◆ TASK INPUTS

=====

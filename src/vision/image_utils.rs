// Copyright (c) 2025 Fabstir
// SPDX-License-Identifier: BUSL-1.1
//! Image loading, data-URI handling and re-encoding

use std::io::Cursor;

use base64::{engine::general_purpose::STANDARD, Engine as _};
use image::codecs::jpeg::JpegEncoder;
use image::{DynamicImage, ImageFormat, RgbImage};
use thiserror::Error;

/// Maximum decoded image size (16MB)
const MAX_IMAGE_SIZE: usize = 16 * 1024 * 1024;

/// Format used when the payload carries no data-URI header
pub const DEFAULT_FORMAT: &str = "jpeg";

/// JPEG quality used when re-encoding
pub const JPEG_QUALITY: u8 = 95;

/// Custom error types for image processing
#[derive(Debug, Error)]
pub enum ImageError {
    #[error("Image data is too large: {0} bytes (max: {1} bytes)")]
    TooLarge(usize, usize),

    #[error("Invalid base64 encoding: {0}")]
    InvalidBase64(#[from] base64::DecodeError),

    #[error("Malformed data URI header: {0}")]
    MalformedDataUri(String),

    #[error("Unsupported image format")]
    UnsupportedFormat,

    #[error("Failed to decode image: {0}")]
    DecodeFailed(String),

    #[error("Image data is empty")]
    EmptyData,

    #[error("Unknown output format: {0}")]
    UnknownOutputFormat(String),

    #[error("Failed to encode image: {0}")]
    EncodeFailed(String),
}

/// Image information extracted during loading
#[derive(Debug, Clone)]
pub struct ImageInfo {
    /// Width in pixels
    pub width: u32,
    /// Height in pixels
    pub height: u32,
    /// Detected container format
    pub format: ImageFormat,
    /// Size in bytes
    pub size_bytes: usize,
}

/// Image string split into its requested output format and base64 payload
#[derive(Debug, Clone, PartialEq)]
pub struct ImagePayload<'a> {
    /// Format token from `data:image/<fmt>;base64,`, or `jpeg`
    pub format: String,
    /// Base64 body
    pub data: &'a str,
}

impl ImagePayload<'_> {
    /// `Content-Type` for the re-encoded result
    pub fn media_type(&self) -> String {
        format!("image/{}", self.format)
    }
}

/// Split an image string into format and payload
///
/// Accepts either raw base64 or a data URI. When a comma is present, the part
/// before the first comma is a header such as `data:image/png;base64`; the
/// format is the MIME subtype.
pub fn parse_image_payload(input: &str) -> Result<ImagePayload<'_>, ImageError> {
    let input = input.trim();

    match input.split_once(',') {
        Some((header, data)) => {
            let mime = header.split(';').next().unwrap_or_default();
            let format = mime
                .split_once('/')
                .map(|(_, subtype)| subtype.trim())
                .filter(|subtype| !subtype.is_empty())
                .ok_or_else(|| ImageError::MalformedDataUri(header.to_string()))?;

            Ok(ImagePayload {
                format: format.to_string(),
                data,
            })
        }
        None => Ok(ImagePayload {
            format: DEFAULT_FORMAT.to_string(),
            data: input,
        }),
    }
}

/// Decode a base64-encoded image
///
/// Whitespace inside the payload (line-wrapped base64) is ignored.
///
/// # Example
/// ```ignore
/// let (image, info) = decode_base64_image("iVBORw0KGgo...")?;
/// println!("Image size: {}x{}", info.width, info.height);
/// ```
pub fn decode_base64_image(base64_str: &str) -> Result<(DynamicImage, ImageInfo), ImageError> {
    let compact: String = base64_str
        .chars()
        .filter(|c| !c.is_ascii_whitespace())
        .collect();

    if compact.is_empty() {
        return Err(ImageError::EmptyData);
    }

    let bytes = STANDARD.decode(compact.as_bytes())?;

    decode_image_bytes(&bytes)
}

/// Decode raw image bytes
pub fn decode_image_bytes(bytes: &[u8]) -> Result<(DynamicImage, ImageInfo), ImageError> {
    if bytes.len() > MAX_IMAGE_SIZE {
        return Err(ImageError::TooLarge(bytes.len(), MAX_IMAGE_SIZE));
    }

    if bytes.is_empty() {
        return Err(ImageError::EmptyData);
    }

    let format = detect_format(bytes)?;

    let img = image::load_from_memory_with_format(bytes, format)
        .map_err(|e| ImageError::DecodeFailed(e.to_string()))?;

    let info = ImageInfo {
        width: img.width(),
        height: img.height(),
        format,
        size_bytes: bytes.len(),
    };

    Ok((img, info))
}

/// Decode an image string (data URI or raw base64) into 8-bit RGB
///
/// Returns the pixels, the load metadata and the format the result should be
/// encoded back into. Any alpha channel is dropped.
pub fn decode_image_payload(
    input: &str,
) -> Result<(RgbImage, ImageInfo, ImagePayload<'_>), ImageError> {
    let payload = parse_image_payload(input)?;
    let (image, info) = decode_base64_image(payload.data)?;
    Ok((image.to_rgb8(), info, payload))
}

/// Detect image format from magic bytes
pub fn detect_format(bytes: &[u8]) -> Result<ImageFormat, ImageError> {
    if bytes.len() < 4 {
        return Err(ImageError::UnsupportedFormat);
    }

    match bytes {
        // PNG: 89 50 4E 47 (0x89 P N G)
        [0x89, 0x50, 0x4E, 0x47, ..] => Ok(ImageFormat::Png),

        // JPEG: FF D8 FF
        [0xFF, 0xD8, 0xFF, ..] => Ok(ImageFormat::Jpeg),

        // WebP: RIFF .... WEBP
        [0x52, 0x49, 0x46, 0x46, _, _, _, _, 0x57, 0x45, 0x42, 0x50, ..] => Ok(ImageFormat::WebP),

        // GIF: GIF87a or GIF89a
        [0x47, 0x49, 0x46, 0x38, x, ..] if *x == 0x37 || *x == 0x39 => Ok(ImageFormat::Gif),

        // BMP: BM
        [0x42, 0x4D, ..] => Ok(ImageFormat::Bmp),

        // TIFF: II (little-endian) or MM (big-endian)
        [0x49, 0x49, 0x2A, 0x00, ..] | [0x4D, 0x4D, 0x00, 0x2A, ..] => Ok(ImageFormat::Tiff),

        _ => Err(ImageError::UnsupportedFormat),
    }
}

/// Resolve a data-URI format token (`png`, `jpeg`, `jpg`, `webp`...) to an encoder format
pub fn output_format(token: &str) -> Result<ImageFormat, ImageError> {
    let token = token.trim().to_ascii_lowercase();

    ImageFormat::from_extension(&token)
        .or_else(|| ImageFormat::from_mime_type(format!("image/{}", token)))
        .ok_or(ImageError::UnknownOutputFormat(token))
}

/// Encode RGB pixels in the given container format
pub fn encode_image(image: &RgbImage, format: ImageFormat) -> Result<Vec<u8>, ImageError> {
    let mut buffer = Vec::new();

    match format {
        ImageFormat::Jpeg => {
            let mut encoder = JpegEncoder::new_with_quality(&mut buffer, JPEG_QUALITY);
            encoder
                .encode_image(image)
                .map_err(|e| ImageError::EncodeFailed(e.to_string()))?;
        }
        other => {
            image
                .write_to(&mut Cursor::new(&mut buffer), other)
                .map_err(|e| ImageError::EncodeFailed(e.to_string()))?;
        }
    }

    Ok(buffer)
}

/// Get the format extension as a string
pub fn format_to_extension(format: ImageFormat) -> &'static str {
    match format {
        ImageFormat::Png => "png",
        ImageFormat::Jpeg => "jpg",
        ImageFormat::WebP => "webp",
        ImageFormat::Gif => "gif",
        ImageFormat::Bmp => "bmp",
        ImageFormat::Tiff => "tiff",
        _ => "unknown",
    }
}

=====

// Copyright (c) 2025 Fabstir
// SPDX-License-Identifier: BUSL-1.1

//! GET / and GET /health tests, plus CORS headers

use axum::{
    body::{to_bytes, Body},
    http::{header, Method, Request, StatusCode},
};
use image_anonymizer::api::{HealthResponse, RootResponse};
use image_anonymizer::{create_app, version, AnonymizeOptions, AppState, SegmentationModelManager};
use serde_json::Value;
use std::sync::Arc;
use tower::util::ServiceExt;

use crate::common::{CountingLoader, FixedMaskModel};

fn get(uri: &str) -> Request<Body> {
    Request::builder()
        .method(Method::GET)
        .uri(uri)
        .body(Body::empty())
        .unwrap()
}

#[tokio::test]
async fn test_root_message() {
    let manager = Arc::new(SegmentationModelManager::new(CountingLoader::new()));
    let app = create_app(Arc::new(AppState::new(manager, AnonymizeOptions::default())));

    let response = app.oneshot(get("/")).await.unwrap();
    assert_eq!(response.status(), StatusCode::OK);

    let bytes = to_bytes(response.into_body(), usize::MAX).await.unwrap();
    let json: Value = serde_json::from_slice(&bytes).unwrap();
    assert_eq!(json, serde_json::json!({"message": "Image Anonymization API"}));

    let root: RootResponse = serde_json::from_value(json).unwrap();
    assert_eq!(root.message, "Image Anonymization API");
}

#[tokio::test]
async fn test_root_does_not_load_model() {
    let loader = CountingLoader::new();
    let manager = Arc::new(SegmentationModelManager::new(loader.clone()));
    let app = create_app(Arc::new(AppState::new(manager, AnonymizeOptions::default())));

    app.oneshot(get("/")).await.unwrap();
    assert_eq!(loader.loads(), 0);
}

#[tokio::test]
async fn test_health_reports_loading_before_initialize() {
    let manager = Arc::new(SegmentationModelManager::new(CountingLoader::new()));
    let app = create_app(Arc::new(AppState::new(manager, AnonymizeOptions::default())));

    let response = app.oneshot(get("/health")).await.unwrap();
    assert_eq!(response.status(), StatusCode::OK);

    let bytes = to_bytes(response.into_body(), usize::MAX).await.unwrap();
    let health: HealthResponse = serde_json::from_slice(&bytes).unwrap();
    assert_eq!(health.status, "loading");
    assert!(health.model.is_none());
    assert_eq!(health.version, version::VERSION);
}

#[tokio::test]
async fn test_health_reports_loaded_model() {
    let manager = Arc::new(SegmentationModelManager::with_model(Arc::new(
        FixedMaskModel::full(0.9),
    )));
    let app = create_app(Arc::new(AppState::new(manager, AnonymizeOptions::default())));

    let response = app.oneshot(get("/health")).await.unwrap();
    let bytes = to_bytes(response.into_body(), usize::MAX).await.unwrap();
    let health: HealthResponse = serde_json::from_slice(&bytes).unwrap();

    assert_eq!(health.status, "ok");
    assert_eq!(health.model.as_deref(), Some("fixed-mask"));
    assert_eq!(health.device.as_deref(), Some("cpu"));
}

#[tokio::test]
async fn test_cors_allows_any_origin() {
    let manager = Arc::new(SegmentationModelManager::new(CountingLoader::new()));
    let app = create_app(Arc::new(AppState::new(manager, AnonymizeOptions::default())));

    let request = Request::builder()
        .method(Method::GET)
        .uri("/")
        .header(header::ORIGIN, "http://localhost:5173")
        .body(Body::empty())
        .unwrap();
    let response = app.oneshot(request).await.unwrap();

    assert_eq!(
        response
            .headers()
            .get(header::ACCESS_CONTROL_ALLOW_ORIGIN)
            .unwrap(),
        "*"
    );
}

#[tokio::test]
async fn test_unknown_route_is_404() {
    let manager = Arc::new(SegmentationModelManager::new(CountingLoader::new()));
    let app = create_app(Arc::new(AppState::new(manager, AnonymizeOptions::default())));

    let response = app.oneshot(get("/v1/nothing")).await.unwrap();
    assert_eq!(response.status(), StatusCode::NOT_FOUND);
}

=====

◆ WHAT TO WORK ON
Write out only the lines that run from the line containing "(0x89 P N G)" through the line containing "an encoder format", both included, exactly as they appear above.

◆ ANSWER SPACE
        // PNG: 89 50 4E 47 (0x89 P N G)
        [0x89, 0x50, 0x4E, 0x47, ..] => Ok(ImageFormat::Png),

        // JPEG: FF D8 FF
        [0xFF, 0xD8, 0xFF, ..] => Ok(ImageFormat::Jpeg),

        // WebP: RIFF .... WEBP
        [0x52, 0x49, 0x46, 0x46, _, _, _, _, 0x57, 0x45, 0x42, 0x50, ..] => Ok(ImageFormat::WebP),

        // GIF: GIF87a or GIF89a
        [0x47, 0x49, 0x46, 0x38, x, ..] if *x == 0x37 || *x == 0x39 => Ok(ImageFormat::Gif),

        // BMP: BM
        [0x42, 0x4D, ..] => Ok(ImageFormat::Bmp),

        // TIFF: II (little-endian) or MM (big-endian)
        [0x49, 0x49, 0x2A, 0x00, ..] | [0x4D, 0x4D, 0x00, 0x2A, ..] => Ok(ImageFormat::Tiff),

        _ => Err(ImageError::UnsupportedFormat),
    }
}

/// Resolve a data-URI format token (`png`, `jpeg`, `jpg`, `webp`...) to an encoder format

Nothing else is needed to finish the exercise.